§ **Problem statement**: Copy every line of the records below that holds the word "collections".

Segment Start: Records shown

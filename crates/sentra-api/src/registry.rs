// ── Reactive device registry ──
//
// Concurrent storage for the account's devices with push-based change
// notification. Each device gets its own `watch` channel; entity
// adapters hold a `DeviceHandle` and re-render when the snapshot
// changes. Newly discovered devices are announced on a broadcast
// channel scoped to this account.

use std::sync::Arc;

use dashmap::DashMap;
use tokio::sync::{broadcast, watch};

use crate::model::{Device, DeviceKey};

const ADDED_CHANNEL_CAPACITY: usize = 64;

/// A subscription to one device's state.
///
/// Cheap to clone; `current()` reads the latest snapshot, `changed()`
/// awaits the next update.
#[derive(Debug, Clone)]
pub struct DeviceHandle {
    key: DeviceKey,
    rx: watch::Receiver<Arc<Device>>,
}

impl DeviceHandle {
    pub fn key(&self) -> DeviceKey {
        self.key
    }

    /// The latest device snapshot (cheap `Arc` clone).
    pub fn current(&self) -> Arc<Device> {
        self.rx.borrow().clone()
    }

    /// Wait until the device state changes again.
    ///
    /// Errors only when the registry entry is gone (account torn down).
    pub async fn changed(&mut self) -> Result<(), watch::error::RecvError> {
        self.rx.changed().await
    }
}

/// All devices known to one account, keyed by `(panel_id, device_id)`.
pub struct DeviceRegistry {
    devices: DashMap<DeviceKey, watch::Sender<Arc<Device>>>,
    added_tx: broadcast::Sender<DeviceHandle>,
}

impl Default for DeviceRegistry {
    fn default() -> Self {
        Self::new()
    }
}

impl DeviceRegistry {
    pub fn new() -> Self {
        let (added_tx, _) = broadcast::channel(ADDED_CHANNEL_CAPACITY);
        Self {
            devices: DashMap::new(),
            added_tx,
        }
    }

    /// Insert or update a device. Returns `true` if the key was new,
    /// in which case the device is also announced on the added channel.
    pub fn upsert(&self, device: Device) -> bool {
        let key = device.key;
        let device = Arc::new(device);

        if let Some(tx) = self.devices.get(&key) {
            // `send_modify` notifies even with zero receivers.
            tx.send_modify(|current| *current = device);
            return false;
        }

        let (tx, rx) = watch::channel(device);
        self.devices.insert(key, tx);

        let _ = self.added_tx.send(DeviceHandle { key, rx });
        true
    }

    /// Look up a device subscription by key.
    pub fn get(&self, key: DeviceKey) -> Option<DeviceHandle> {
        self.devices.get(&key).map(|tx| DeviceHandle {
            key,
            rx: tx.subscribe(),
        })
    }

    /// Subscribe to devices discovered after this call.
    pub fn subscribe_added(&self) -> broadcast::Receiver<DeviceHandle> {
        self.added_tx.subscribe()
    }

    /// Remove devices whose keys are not in `keep`.
    ///
    /// Dropping the `watch` sender wakes any holders of the handle with a
    /// closed-channel error, which is their removal signal.
    pub fn retain(&self, keep: &std::collections::HashSet<DeviceKey>) {
        self.devices.retain(|key, _| keep.contains(key));
    }

    pub fn len(&self) -> usize {
        self.devices.len()
    }

    pub fn is_empty(&self) -> bool {
        self.devices.is_empty()
    }
}

#[cfg(test)]
#[allow(clippy::unwrap_used)]
mod tests {
    use super::*;
    use crate::model::{DeviceKind, DeviceResponse};
    use chrono::Utc;

    fn device(panel_id: u64, id: u64) -> Device {
        Device {
            key: DeviceKey::new(panel_id, id),
            parent_id: None,
            name: Some(format!("Device {id}")),
            manufacturer: None,
            model: None,
            firmware_version: None,
            battery_level: None,
            online: None,
            kind: DeviceKind::Other,
            updated_at: Utc::now(),
        }
    }

    #[test]
    fn upsert_returns_true_for_new_key() {
        let reg = DeviceRegistry::new();
        assert!(reg.upsert(device(1, 10)));
        assert!(!reg.upsert(device(1, 10)));
        assert_eq!(reg.len(), 1);
    }

    #[test]
    fn handle_sees_updates() {
        let reg = DeviceRegistry::new();
        reg.upsert(device(1, 10));

        let handle = reg.get(DeviceKey::new(1, 10)).unwrap();
        assert_eq!(handle.current().name.as_deref(), Some("Device 10"));

        let mut updated = device(1, 10);
        updated.name = Some("Renamed".to_owned());
        reg.upsert(updated);

        assert_eq!(handle.current().name.as_deref(), Some("Renamed"));
    }

    #[test]
    fn new_devices_are_announced() {
        let reg = DeviceRegistry::new();
        let mut added = reg.subscribe_added();

        reg.upsert(device(1, 10));
        let handle = added.try_recv().unwrap();
        assert_eq!(handle.key(), DeviceKey::new(1, 10));

        // Updates to an existing key are not announced again.
        reg.upsert(device(1, 10));
        assert!(added.try_recv().is_err());
    }

    #[test]
    fn retain_prunes_stale_devices() {
        let reg = DeviceRegistry::new();
        reg.upsert(device(1, 10));
        reg.upsert(device(1, 11));

        let keep = std::collections::HashSet::from([DeviceKey::new(1, 10)]);
        reg.retain(&keep);

        assert_eq!(reg.len(), 1);
        assert!(reg.get(DeviceKey::new(1, 11)).is_none());
    }

    #[test]
    fn wire_conversion_round_trips_through_registry() {
        let raw: DeviceResponse = serde_json::from_value(serde_json::json!({
            "id": 5, "panel_id": 2, "type": "camera", "name": "Porch"
        }))
        .unwrap();

        let reg = DeviceRegistry::new();
        reg.upsert(Device::from(raw));

        let handle = reg.get(DeviceKey::new(2, 5)).unwrap();
        assert_eq!(handle.current().kind, DeviceKind::Camera);
    }
}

Segment End: Records shown

§ **Task solution**:
    pub fn retain(&self, keep: &std::collections::HashSet<DeviceKey>) {
        let keep = std::collections::HashSet::from([DeviceKey::new(1, 10)]);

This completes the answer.